Thursday, 24 May 2012

Consumer tsar attacks ‘creepy' child marketing practices

Ed Mayo and academic researcher Agnes Nairn call for debate on the use of children in online marketing and research

UK-- The head of the government's consumer watchdog and a leading research academic have called into question the way online marketers use children to research and sell new products.

Ed Mayo, the CEO of Consumer Focus, blasted some of the techniques currently in use – including the collection of browsing data for behaviourally targeted advertising – as “insidious and downright creepy”.

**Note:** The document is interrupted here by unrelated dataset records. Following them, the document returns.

use inflam_data::InflammationTable;
use inflam_stats::{daily_above_threshold, daily_max, daily_mean, daily_min, DailyStatistics};
use proptest::prelude::*;

fn table_strategy() -> impl Strategy<Value = InflammationTable> {
    (1usize..8, 1usize..12)
        .prop_flat_map(|(patients, days)| {
            prop::collection::vec(prop::collection::vec(-100.0f64..100.0, days), patients)
        })
        .prop_map(|rows| InflammationTable::from_rows(rows).expect("rectangular rows"))
}

proptest! {
    #[test]
    fn mean_is_column_average(t in table_strategy()) {
        let mean = daily_mean(&t);
        prop_assert_eq!(mean.len(), t.n_days());
        for (day, m) in mean.iter().enumerate() {
            let column = t.view().column(day).to_vec();
            let expected = column.iter().sum::<f64>() / column.len() as f64;
            prop_assert!((m - expected).abs() < 1e-9, "day {}: {} vs {}", day, m, expected);
        }
    }

    #[test]
    fn max_and_min_are_taken_from_the_column(t in table_strategy()) {
        let max = daily_max(&t);
        let min = daily_min(&t);
        prop_assert_eq!(max.len(), t.n_days());
        prop_assert_eq!(min.len(), t.n_days());
        for day in 0..t.n_days() {
            let column = t.view().column(day).to_vec();
            prop_assert!(column.contains(&max[day]));
            prop_assert!(column.contains(&min[day]));
            prop_assert!(column.iter().all(|&v| min[day] <= v && v <= max[day]));
        }
    }

    #[test]
    fn mean_lies_between_min_and_max(t in table_strategy()) {
        let stats = DailyStatistics::compute(&t);
        for day in 0..stats.n_days() {
            prop_assert!(stats.min[day] <= stats.average[day] + 1e-9);
            prop_assert!(stats.average[day] <= stats.max[day] + 1e-9);
            prop_assert!(stats.std_dev[day] >= 0.0);
        }
    }

    #[test]
    fn exceedance_count_does_not_grow_with_threshold(
        t in table_strategy(),
        pick in any::<prop::sample::Index>(),
        a in -150.0f64..150.0,
        b in -150.0f64..150.0,
    ) {
        let patient = pick.index(t.n_patients());
        let (lo, hi) = if a <= b { (a, b) } else { (b, a) };
        let at_lo = daily_above_threshold(&t, lo, patient).unwrap();
        let at_hi = daily_above_threshold(&t, hi, patient).unwrap();
        prop_assert!(at_hi <= at_lo);
        prop_assert!(at_lo <= t.n_days());
    }

    #[test]
    fn any_index_past_the_end_fails(t in table_strategy(), extra in 0usize..5) {
        let index = t.n_patients() + extra;
        prop_assert!(daily_above_threshold(&t, 0.0, index).is_err());
    }
}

He told Research: “Marketing to children is a sensitive area and rightly so. Marketing has grown in sophistication in leaps and bounds, so it is no surprise that what is and is not responsible practice should be a matter of public debate.

Mayo has co-authored a book with academic researcher Agnes Nairn, which attacks the use of children as ‘brand ambassadors' and accuses firms that collect data for targeted advertising of “stalking kids online”.

Nairn told Research: “This is absolutely not an attack on the whole industry. There is some massively good online child marketing from some very responsible companies who are getting more responsible by the day.”

She said that the aim of the book was to highlight “grey areas” in online child marketing and research and that “it is now down to the industry to come back and agree or disagree”.

Nairn said there is a “small issue about fairness in recompense” in online surveys for children but her main concern is the use of kids as online ‘brand ambassadors'.

“If you're asking a child to recommend, and effectively sell a product that's very different from researching a product,” she said. “To me, there is a line that has perhaps been crossed. Is it like sugging? You're pretending that the kids are taking part in a research project but actually what your doing is getting the cool kids to sell something on to their friends. We need to have a debate about this.”